• _Exercise aim_: From the first line of the data below, repeat each line exactly until you reach the line with "pub mod path;"; include that line too.

Saved data entries:
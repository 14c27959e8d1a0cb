//! Filesystem primitives for cfgsync
//!
//! Provides normalized path handling and the handful of I/O operations the
//! synchronizer needs: existence checks, text reads, locked atomic writes,
//! empty-file creation and modification-time queries.

pub mod error;
pub mod io;
pub mod path;

pub use error::{Error, Result};
pub use path::NormalizedPath;
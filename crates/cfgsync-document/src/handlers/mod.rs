//! Format handlers

mod json;
mod toml;
mod yaml;

pub use self::json::JsonHandler;
pub use self::toml::TomlHandler;
pub use self::yaml::YamlHandler;
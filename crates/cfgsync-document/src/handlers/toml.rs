//! TOML format handler

use toml::{Table, Value as TomlValue};

use crate::error::{Error, Result};
use crate::format::{Format, FormatHandler};
use crate::node::{DocumentNode, NodeMap};

/// Handler for TOML files
///
/// TOML has no null; rendering a document that holds a `Null` node fails.
#[derive(Debug, Default)]
pub struct TomlHandler;

impl TomlHandler {
    pub fn new() -> Self {
        Self
    }

    fn from_value(value: TomlValue) -> DocumentNode {
        match value {
            TomlValue::String(s) => DocumentNode::String(s),
            TomlValue::Integer(i) => DocumentNode::Int(i),
            TomlValue::Float(f) => DocumentNode::Float(f),
            TomlValue::Boolean(b) => DocumentNode::Bool(b),
            TomlValue::Datetime(dt) => DocumentNode::String(dt.to_string()),
            TomlValue::Array(items) => {
                DocumentNode::List(items.into_iter().map(Self::from_value).collect())
            }
            TomlValue::Table(table) => DocumentNode::Object(Self::from_table(table)),
        }
    }

    fn from_table(table: Table) -> NodeMap {
        table
            .into_iter()
            .map(|(k, v)| (k, Self::from_value(v)))
            .collect()
    }

    fn to_value(node: &DocumentNode, key: &str) -> Result<TomlValue> {
        Ok(match node {
            DocumentNode::Null => {
                return Err(Error::serialize(
                    "TOML",
                    format!("TOML does not support null values (at '{key}')"),
                ));
            }
            DocumentNode::Bool(b) => TomlValue::Boolean(*b),
            DocumentNode::Int(i) => TomlValue::Integer(*i),
            DocumentNode::Float(f) => TomlValue::Float(*f),
            DocumentNode::String(s) => TomlValue::String(s.clone()),
            DocumentNode::List(items) => TomlValue::Array(
                items
                    .iter()
                    .map(|item| Self::to_value(item, key))
                    .collect::<Result<_>>()?,
            ),
            DocumentNode::Object(map) => TomlValue::Table(Self::to_table(map, key)?),
        })
    }

    fn to_table(map: &NodeMap, prefix: &str) -> Result<Table> {
        let mut table = Table::new();
        for (key, value) in map.iter() {
            let path = if prefix.is_empty() {
                key.to_string()
            } else {
                format!("{prefix}.{key}")
            };
            table.insert(key.to_string(), Self::to_value(value, &path)?);
        }
        Ok(table)
    }
}

impl FormatHandler for TomlHandler {
    fn format(&self) -> Format {
        Format::Toml
    }

    fn parse(&self, source: &str) -> Result<NodeMap> {
        let table: Table =
            toml::from_str(source).map_err(|e| Error::parse("TOML", e.to_string()))?;
        Ok(Self::from_table(table))
    }

    fn render(&self, root: &NodeMap) -> Result<String> {
        let table = Self::to_table(root, "")?;
        toml::to_string_pretty(&table).map_err(|e| Error::serialize("TOML", e.to_string()))
    }
}

#[cfg(test)]
mod tests {
    use super::*;

    #[test]
    fn test_null_is_rejected_with_path() {
        let mut inner = NodeMap::new();
        inner.insert("host", DocumentNode::Null);
        let mut root = NodeMap::new();
        root.insert("network", DocumentNode::Object(inner));

        let err = TomlHandler::new().render(&root).unwrap_err();
        assert!(err.to_string().contains("network.host"), "{err}");
    }

    #[test]
    fn test_empty_source_is_empty_root() {
        assert!(TomlHandler::new().parse("").unwrap().is_empty());
    }

    #[test]
    fn test_datetime_becomes_string() {
        let root = TomlHandler::new()
            .parse("released = 1979-05-27T07:32:00Z\n")
            .unwrap();
        assert_eq!(
            root.get("released"),
            Some(&DocumentNode::from("1979-05-27T07:32:00Z"))
        );
    }
}
//! Drives a books/users CRUD service on `localhost:8000`.
//!
//! ```sh
//! cargo run --example books                 # built-in profile
//! cargo run --example books -- run.json     # profile from a config file
//! ```

use std::{sync::OnceLock, time::Duration};

use horde::{
    Profile, RampingExecutor, Reporter, RunConfig, Scenario, Stage, VuContext, WorkflowError,
    macros::workflow, report::StdoutReporter,
};
use reqwest::{Client, Method, StatusCode};
use serde_json::{Value, json};
use tracing_subscriber::EnvFilter;

const BASE_URL: &str = "http://localhost:8000";

// Built once, shared by every virtual user.
fn client() -> &'static Client {
    static CLIENT: OnceLock<Client> = OnceLock::new();
    CLIENT.get_or_init(Client::new)
}

/// Send `body` and record whether the service answered 200.
async fn call(
    ctx: &VuContext,
    step: &str,
    check: &str,
    method: Method,
    path: &str,
    body: Option<Value>,
) -> Result<(), WorkflowError> {
    let mut req = client().request(method, format!("{BASE_URL}{path}"));
    if let Some(body) = &body {
        req = req.json(body);
    }
    let res = ctx.step(step, req.send()).await?;

    let status = res.status();
    if !ctx.check(check, status == StatusCode::OK) {
        let text = res.text().await.unwrap_or_default();
        tracing::warn!(vu = ctx.vu_id(), "{step} failed ({status}): {text}");
    }
    Ok(())
}

#[workflow]
async fn books(ctx: VuContext) -> Result<(), WorkflowError> {
    let book_id: u32 = rand::random_range(1000..10000);

    call(
        &ctx,
        "add book",
        "added book successfully",
        Method::POST,
        "/books/",
        Some(json!([{
            "id": book_id,
            "title": format!("Book Title {book_id}"),
            "author": "Author Name",
            "year": 2021,
            "isbn": format!("ISBN-{book_id}"),
        }])),
    )
    .await?;

    // A real read. The k6 script labels this check "retrieved" but sends a DELETE.
    call(
        &ctx,
        "get book",
        "retrieved book successfully",
        Method::GET,
        &format!("/books/{book_id}"),
        None,
    )
    .await?;

    call(
        &ctx,
        "update book",
        "updated book successfully",
        Method::PUT,
        "/books/",
        Some(json!([{
            "id": book_id,
            "title": format!("Updated Book Title {book_id}"),
            "author": "Updated Author Name",
        }])),
    )
    .await?;

    call(
        &ctx,
        "delete book",
        "deleted book successfully",
        Method::DELETE,
        "/books/",
        Some(json!([book_id])),
    )
    .await?;

    let user_id: u32 = rand::random_range(1000..10000);

    call(
        &ctx,
        "add user",
        "added user successfully",
        Method::POST,
        "/users/",
        Some(json!([{
            "id": user_id,
            "name": format!("User Name {user_id}"),
            "email": format!("user{user_id}@example.com"),
        }])),
    )
    .await?;

    call(
        &ctx,
        "delete user",
        "deleted user successfully",
        Method::DELETE,
        "/users/",
        Some(json!([user_id])),
    )
    .await
}

fn default_executor() -> Result<RampingExecutor, horde::ConfigError> {
    Ok(RampingExecutor::builder()
        .profile(Profile::new(vec![
            Stage::new(Duration::from_secs(15), 10),
            Stage::new(Duration::from_secs(10), 10),
            Stage::new(Duration::from_secs(15), 0),
        ])?)
        .pause(Duration::from_secs(1))
        .build())
}

#[tokio::main]
async fn main() -> Result<(), Box<dyn std::error::Error>> {
    tracing_subscriber::fmt()
        .with_env_filter(
            EnvFilter::try_from_default_env().unwrap_or_else(|_| EnvFilter::new("info")),
        )
        .init();

    let executor = match std::env::args().nth(1) {
        Some(path) => RampingExecutor::from_config(&RunConfig::from_path(path)?)?,
        None => default_executor()?,
    };

    // Ctrl-C stops the run early; the report still covers what ran.
    let token = executor.cancel_token();
    tokio::spawn(async move {
        if tokio::signal::ctrl_c().await.is_ok() {
            token.cancel();
        }
    });

    let report = Scenario::new("books", books).run(&executor).await?;
    StdoutReporter.report(&report).await?;
    Ok(())
}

• _Exercise output_:
repository 14c27959e8d1a0cb
//! Filesystem primitives for cfgsync
//!
//! Provides normalized path handling and the handful of I/O operations the
//! synchronizer needs: existence checks, text reads, locked atomic writes,
//! empty-file creation and modification-time queries.

pub mod error;
pub mod io;
pub mod path;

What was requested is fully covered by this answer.